US Treasury yields held below three-month highs on Thursday after President Donald Trump reiterated that the United States is close to signing a trade deal with China, and before consumer price inflation data on Wednesday.
Trump on Tuesday said that the two countries are close to a deal that would end the trade war that has damaged global growth, but added that if a deal is not made, the United States will raise tariffs on Chinese imports.
Optimism that the two countries will reach a deal to roll back tariffs as part of its "phase one" deal has boosted stocks and reduced demand for safe haven US bonds in the past week.
Bonds didn't make any large moves on Trump's comments, however, with investors now turning attention to consumer price inflation data on Wednesday and retail sales on Friday for further clues about the strength of the US economy.

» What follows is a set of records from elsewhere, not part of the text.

// This Source Code Form is subject to the terms of the Mozilla Public
// License, v. 2.0. If a copy of the MPL was not distributed with this
// file, You can obtain one at https://mozilla.org/MPL/2.0/.

//! Error types for std-file decode and encode operations

use crate::{JointId, ShapeId};
use thiserror::Error;

/// Result type alias for codec operations
pub type Result<T> = std::result::Result<T, CodecError>;

/// Errors that can occur while decoding or encoding a std file
///
/// Format and completeness errors abort the decode; encode errors are raised
/// before any output is persisted. Non-fatal completeness findings are logged
/// instead of being returned here.
#[derive(Error, Debug)]
pub enum CodecError {
    /// Force unit other than N or KN
    #[error("Unsupported force unit: {0} (only N and KN are supported)")]
    UnsupportedForceUnit(String),

    /// Declared up-axis other than Y or Z
    #[error("Unsupported up axis: {0} (only Y and Z are supported)")]
    UnsupportedUpAxis(String),

    /// A section record with no resolvable shape
    #[error("Malformed {section} record: {line:?}")]
    MalformedRecord { section: &'static str, line: String },

    /// `UPTABLE` reference with no matching user-table definition
    #[error("No user table definition matches table {table} profile {profile:?}")]
    UnresolvedUserTable { table: u32, profile: String },

    /// Member endpoint referencing an undefined joint
    #[error("Member {member} references undefined joint {joint}")]
    UndefinedJoint { member: ShapeId, joint: JointId },

    /// No materials while structural members or elements exist
    #[error("No material has been defined in the model")]
    MissingMaterials,

    /// No section profiles while members exist
    #[error("No section profile has been defined in the model")]
    MissingSectionProfiles,

    /// No element thickness while shell elements exist
    #[error("No thickness has been defined in the model")]
    MissingThickness,

    /// Shell element with a node count the format cannot express
    #[error("Shell element {element} has {nodes} nodes (only 3 or 4 are supported)")]
    UnsupportedShape { element: ShapeId, nodes: usize },

    /// Support restraint set the format cannot express
    #[error("Unsupported support: {0}")]
    UnsupportedSupport(String),

    /// IO error
    #[error("IO error: {0}")]
    Io(#[from] std::io::Error),

    /// Generic error with message
    #[error("{0}")]
    Other(String),
}

impl CodecError {
    /// Create a new malformed-record error
    pub fn malformed(section: &'static str, line: impl Into<String>) -> Self {
        CodecError::MalformedRecord {
            section,
            line: line.into(),
        }
    }

    /// Create a generic error
    pub fn other(msg: impl Into<String>) -> Self {
        CodecError::Other(msg.into())
    }
}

Federal Reserve Chairman Jerome Powell is also due to speak to lawmakers on Wednesday.
"Those data points might be a little bit more consequential than anything that I can see came out of the speech," said Subadra Rajappa, head of US rates strategy at Societe Generale in New York.
Benchmark 10-year notes gained 3/32 in price to yield 1.923%. The yields rose to 1.973% on Thursday on optimism a trade deal would be reached, which was the highest since August 1.
Optimism about the US economy has increased since jobs data for October and a service sector report last Tuesday beat expectations.
If the data deteriorates, however, the Fed is seen as likely to resume cutting interest rates.
"Fed speakers in general have been unanimous in characterizing the economy as being in a good place, so I think it's going to be about incoming data that guides the Fed on policy action," Rajappa said.
The US central bank cut rates last month for the third time this year and indicated that additional rate decreases may be unlikely in the near term.